Share your story in our online journal space.
Hi all!
Well here I am! After going over and over in my head about what I should do! My mother has been diagnosed with metastatic bowel cancer in August this year. She has moved interstate to live with us as she had not much support and the medical system in the rural town she where she was living was shocking.
She has started treatment and a basic guideline for prognosis at this stage is 14months to 2 and a half years. I was job hunting and studying and was preparing to return to full time work after being at home with kids. After years of dealing with my husbands health issues whom is unable to work at present, I finally felt our situation was becoming stable, then this happened! I feel so selfish having this feeling of my life being derailed yet again.
How have others coped with trying to juggle work and being there for a loved one going through this journey? To put it simply our family needs income and I am the only one to provide this. But I cant justify moving mum to live with us then heading off to work.

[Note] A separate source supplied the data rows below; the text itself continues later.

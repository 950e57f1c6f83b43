use anyhow::Result;
use rxscan::analyzer;
use rxscan::config::AppConfig;
use rxscan::errors::AppError;
use rxscan::history;
use std::env;
use std::path::Path;
use std::process::ExitCode;
use tracing::warn;
use tracing_subscriber::prelude::*;

/// Initialize structured logging on stderr
///
/// Stdout is reserved for the report JSON, so all log output goes to stderr.
/// `LOG_FORMAT=json` selects JSON formatting; anything else gets the compact
/// human-readable format. The filter honors `RUST_LOG`.
fn init_tracing() -> Result<()> {
    let filter = tracing_subscriber::EnvFilter::from_default_env()
        .add_directive("rxscan=info".parse()?);

    if env::var("LOG_FORMAT").unwrap_or_default() == "json" {
        tracing_subscriber::registry()
            .with(filter)
            .with(
                tracing_subscriber::fmt::layer()
                    .json()
                    .with_writer(std::io::stderr)
                    .with_target(true),
            )
            .init();
    } else {
        tracing_subscriber::registry()
            .with(filter)
            .with(
                tracing_subscriber::fmt::layer()
                    .with_writer(std::io::stderr)
                    .with_target(true),
            )
            .init();
    }

    Ok(())
}

/// Print a structured JSON error object to stdout
///
/// Used for the invocation-gate failures (usage and missing-file errors) that
/// exit non-zero without running the pipeline.
fn emit_error_object(error: &AppError) {
    let object = serde_json::json!({
        "error": error.to_string(),
        "processing_status": "error",
    });
    match serde_json::to_string_pretty(&object) {
        Ok(json) => println!("{}", json),
        Err(_) => println!("{{\"processing_status\": \"error\"}}"),
    }
}

fn main() -> ExitCode {
    dotenvy::dotenv().ok();

    if let Err(e) = init_tracing() {
        eprintln!("Failed to initialize logging: {}", e);
    }

    let args: Vec<String> = env::args().collect();
    if args.len() != 2 {
        emit_error_object(&AppError::Usage(
            "expected exactly one argument: rxscan <image_path>".to_string(),
        ));
        return ExitCode::FAILURE;
    }

    let image_path = &args[1];
    if !Path::new(image_path).exists() {
        emit_error_object(&AppError::FileNotFound(format!(
            "Image file not found: {}",
            image_path
        )));
        return ExitCode::FAILURE;
    }

    let config = match AppConfig::from_env() {
        Ok(config) => config,
        Err(e) => {
            emit_error_object(&e);
            return ExitCode::FAILURE;
        }
    };

    // Analysis-level failures are reported inside the JSON with a zero exit
    // code; only the gate above exits non-zero.
    let report = analyzer::analyze_prescription(image_path, &config);

    if let Err(e) = history::append_report(&config.output_dir, &report, config.history_limit) {
        warn!("Failed to persist report to history: {}", e);
    }

    match serde_json::to_string_pretty(&report) {
        Ok(json) => println!("{}", json),
        Err(e) => {
            emit_error_object(&AppError::Internal(format!(
                "Failed to serialize report: {}",
                e
            )));
        }
    }

    ExitCode::SUCCESS
}
use thiserror::Error;

use crate::arena::NodeId;

/// Shorthand for results of tree operations.
pub type Result<T> = std::result::Result<T, TreeError>;

/// The ways an operation on a [`Tree`][crate::Tree] can fail.
///
/// Inserting never fails, so this only comes out of lookups and removals.
#[derive(Debug, Error, Clone, Copy, PartialEq, Eq)]
pub enum TreeError {
    /// No node in the tree holds the requested key.
    #[error("key not found")]
    KeyNotFound,
}

/// A broken structural invariant reported by [`Tree::validate`][crate::Tree::validate].
#[derive(Debug, Error, Clone, Copy, PartialEq, Eq)]
pub enum Violation {
    /// A key in a left subtree is not strictly less than its ancestor, or a key in a right
    /// subtree is less than its ancestor.
    #[error("node {node:?} is out of order relative to ancestor {ancestor:?}")]
    OutOfOrder {
        /// The misplaced node.
        node: NodeId,
        /// The ancestor whose key bounds it.
        ancestor: NodeId,
    },
    /// A child's parent link does not point back at the node owning it.
    #[error("node {child:?} is owned by {owner:?} but links back to {parent:?}")]
    BrokenBackLink {
        /// The child with the bad link.
        child: NodeId,
        /// The node that owns the child.
        owner: NodeId,
        /// Where the child's parent link points instead.
        parent: Option<NodeId>,
    },
    /// A node other than the root carries no entry, or an empty root has children.
    #[error("node {0:?} is empty but is not a childless root")]
    MisplacedEmpty(NodeId),
    /// The root has a parent link.
    #[error("root {0:?} has a parent")]
    ParentedRoot(NodeId),
    /// The number of reachable entries disagrees with the tracked length.
    #[error("tree tracks {tracked} entries but {reachable} are reachable")]
    LengthMismatch {
        /// The length the tree reports.
        tracked: usize,
        /// The number of entries found by walking the tree.
        reachable: usize,
    },
}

I'm so torn in what to do.
Mum needs help to navigate doctors appointments especially understanding what's happening shes never been sick before this so its plunged her into the medical system which she has never experienced before. She also needs someone to just be there in the week after treatment. Yes my husband could ferry her to appointments but I couldn't deal with being at work and knowing she is there going through this alone. But then I have this thought that life goes on and I should be able to cope with working and dealing with this. I feel so incrediably selfish for even thinking of returning to work but at the same time I know in my heart a few months from now it's going to be a financial disaster without any regular income - but I also feel it's just not possible to work at the moment. I'm just stuck!
Hello and welcome to the Online Community @Nori, we hope you'll receive a lot of great advice and support from your fellow community members.
How is your Mum doing today? And just as importantly, how are you coping with everything?
I sent you an email last week with some information about our Telephone Support Groups, feel free to let me know if you'd be interested in having one of the facilitators contact you
Here are some resources you may find of interest, the podcasts in particular are great for listening to in the car:
Hi there,
I am a carer for my son who is 40 and was diagnosed with metastatic kidney cancer four months ago. I feel for you in your situation, it is so hard to deal with evryone's needs on top of your own. My sister has metastatic cancer too. You get pulled in different ways! The community is fantastic where I am in Sydney south. We have the community nurses who visit every 2 weeks, volunteer people, occupational therapist, who provide advice and equipment such as bathroom adaptations or wheelchairs, the Health Direct line 1800 022 222 for general advice, a great GP who is watching my son's results, a pathology collector who comes to us every week (ring your local provider such as Laverty) and I believe some local Councils have a patient transport system that can be booked to take people to a hospital appointment. For pensioners, (which I'm not yet) you can have your discounted medications and my chemist has a rewards program that gives you some money back for dealing with them all the time. (Terry WHite chemists - can be shopped online.) The best discount chemist for special items like blood pressure monitors is Chemist warehouse. For larger items like walkers and special beds there are the ILS shops (Independent Living specialist) also online. The hospital also provided a dietitian and social worker contact numbers.
Don't be afraid to reach out - they are waiting to help. Good luck with your future!